● **Task brief**
One line in the listing below contains "for other in". Repeat that line and each line after it exactly, ending with the last one.

● **Data excerpts**
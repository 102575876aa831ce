//! Prefix collision validator
//!
//! Compares the prefixes of two VRFs and reports, for every prefix of the
//! first pool, which prefixes of the second pool it overlaps. Deprecated and
//! container prefixes are dropped from both sides before comparing.

use crate::prefix::NetworkPrefix;
use serde::{Deserialize, Serialize};
use std::fmt;

/// Lifecycle status of a prefix in the inventory
#[derive(Debug, Clone, PartialEq, Eq, Hash, Serialize, Deserialize)]
#[serde(from = "String", into = "String")]
pub enum PrefixStatus {
    /// In use
    Active,
    /// Held back for future use
    Reserved,
    /// Being retired
    Deprecated,
    /// Aggregates child prefixes
    Container,
    /// Any status value this engine has no rule for
    Other(String),
}

impl PrefixStatus {
    /// Wire value as the inventory reports it
    #[must_use]
    pub fn as_str(&self) -> &str {
        match self {
            PrefixStatus::Active => "active",
            PrefixStatus::Reserved => "reserved",
            PrefixStatus::Deprecated => "deprecated",
            PrefixStatus::Container => "container",
            PrefixStatus::Other(value) => value,
        }
    }

    /// Statuses never taken into account by the validator
    #[must_use]
    pub fn is_excluded(&self) -> bool {
        matches!(self, PrefixStatus::Deprecated | PrefixStatus::Container)
    }
}

impl From<&str> for PrefixStatus {
    fn from(value: &str) -> Self {
        match value {
            "active" => PrefixStatus::Active,
            "reserved" => PrefixStatus::Reserved,
            "deprecated" => PrefixStatus::Deprecated,
            "container" => PrefixStatus::Container,
            other => PrefixStatus::Other(other.to_string()),
        }
    }
}

impl From<String> for PrefixStatus {
    fn from(value: String) -> Self {
        PrefixStatus::from(value.as_str())
    }
}

impl From<PrefixStatus> for String {
    fn from(status: PrefixStatus) -> Self {
        status.as_str().to_string()
    }
}

impl fmt::Display for PrefixStatus {
    fn fmt(&self, f: &mut fmt::Formatter<'_>) -> fmt::Result {
        f.write_str(self.as_str())
    }
}

/// A prefix together with its status
#[derive(Debug, Clone, PartialEq, Eq, Serialize, Deserialize)]
pub struct PoolPrefix {
    /// The block
    pub prefix: NetworkPrefix,
    /// Its lifecycle status
    pub status: PrefixStatus,
}

impl PoolPrefix {
    /// Pair a prefix with a status
    #[must_use]
    pub fn new(prefix: NetworkPrefix, status: PrefixStatus) -> Self {
        Self { prefix, status }
    }
}

/// The prefixes of one VRF, in inventory order
#[derive(Debug, Clone, Default, PartialEq, Eq, Serialize, Deserialize)]
pub struct VrfPool {
    /// VRF name, for display only
    pub name: String,
    /// Member prefixes
    pub prefixes: Vec<PoolPrefix>,
}

impl VrfPool {
    /// Build a pool from a name and its prefixes
    pub fn new(name: impl Into<String>, prefixes: Vec<PoolPrefix>) -> Self {
        Self {
            name: name.into(),
            prefixes,
        }
    }

    /// Prefixes that take part in collision checks
    pub fn comparable(&self) -> impl Iterator<Item = &PoolPrefix> {
        self.prefixes.iter().filter(|entry| !entry.status.is_excluded())
    }
}

/// Overlaps found for one prefix of the first pool
#[derive(Debug, Clone, PartialEq, Eq, Serialize, Deserialize)]
pub struct OverlapFinding {
    /// Prefix from the first pool
    pub prefix: NetworkPrefix,
    /// Its status
    pub status: PrefixStatus,
    /// Overlapping second-pool prefixes with any status other than reserved
    pub active_overlaps: Vec<PoolPrefix>,
    /// Overlapping second-pool prefixes with status reserved
    pub reserved_overlaps: Vec<PoolPrefix>,
}

impl OverlapFinding {
    /// True if anything in the second pool overlaps this prefix
    #[must_use]
    pub fn has_conflicts(&self) -> bool {
        !self.active_overlaps.is_empty() || !self.reserved_overlaps.is_empty()
    }
}

/// How much of the second pool is scanned per prefix
#[derive(Debug, Clone, Copy, Default, PartialEq, Eq, Serialize, Deserialize)]
#[serde(rename_all = "kebab-case")]
pub enum CollisionMode {
    /// Record every overlapping prefix
    #[default]
    AccumulateAll,
    /// Stop at the first overlapping prefix
    FirstMatch,
}

/// Compare two pools, recording every overlap
#[must_use]
pub fn validate(pool_a: &VrfPool, pool_b: &VrfPool) -> Vec<OverlapFinding> {
    validate_with(pool_a, pool_b, CollisionMode::AccumulateAll)
}

/// Compare two pools under the given [`CollisionMode`]
///
/// Findings follow the order of `pool_a`; overlap lists follow the order of
/// `pool_b`.
#[must_use]
pub fn validate_with(pool_a: &VrfPool, pool_b: &VrfPool, mode: CollisionMode) -> Vec<OverlapFinding> {
    let candidates: Vec<&PoolPrefix> = pool_b.comparable().collect();

    pool_a
        .comparable()
        .map(|entry| {
            let mut finding = OverlapFinding {
                prefix: entry.prefix,
                status: entry.status.clone(),
                active_overlaps: Vec::new(),
                reserved_overlaps: Vec::new(),
            };

            for other in candidates.iter().filter(|other| entry.prefix.overlaps(&other.prefix)) {
                if other.status == PrefixStatus::Reserved {
                    finding.reserved_overlaps.push((*other).clone());
                } else {
                    finding.active_overlaps.push((*other).clone());
                }
                if mode == CollisionMode::FirstMatch {
                    break;
                }
            }

            finding
        })
        .collect()
}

● **Exercise response**
            for other in candidates.iter().filter(|other| entry.prefix.overlaps(&other.prefix)) {
                if other.status == PrefixStatus::Reserved {
                    finding.reserved_overlaps.push((*other).clone());
                } else {
                    finding.active_overlaps.push((*other).clone());
                }
                if mode == CollisionMode::FirstMatch {
                    break;
                }
            }

            finding
        })
        .collect()
}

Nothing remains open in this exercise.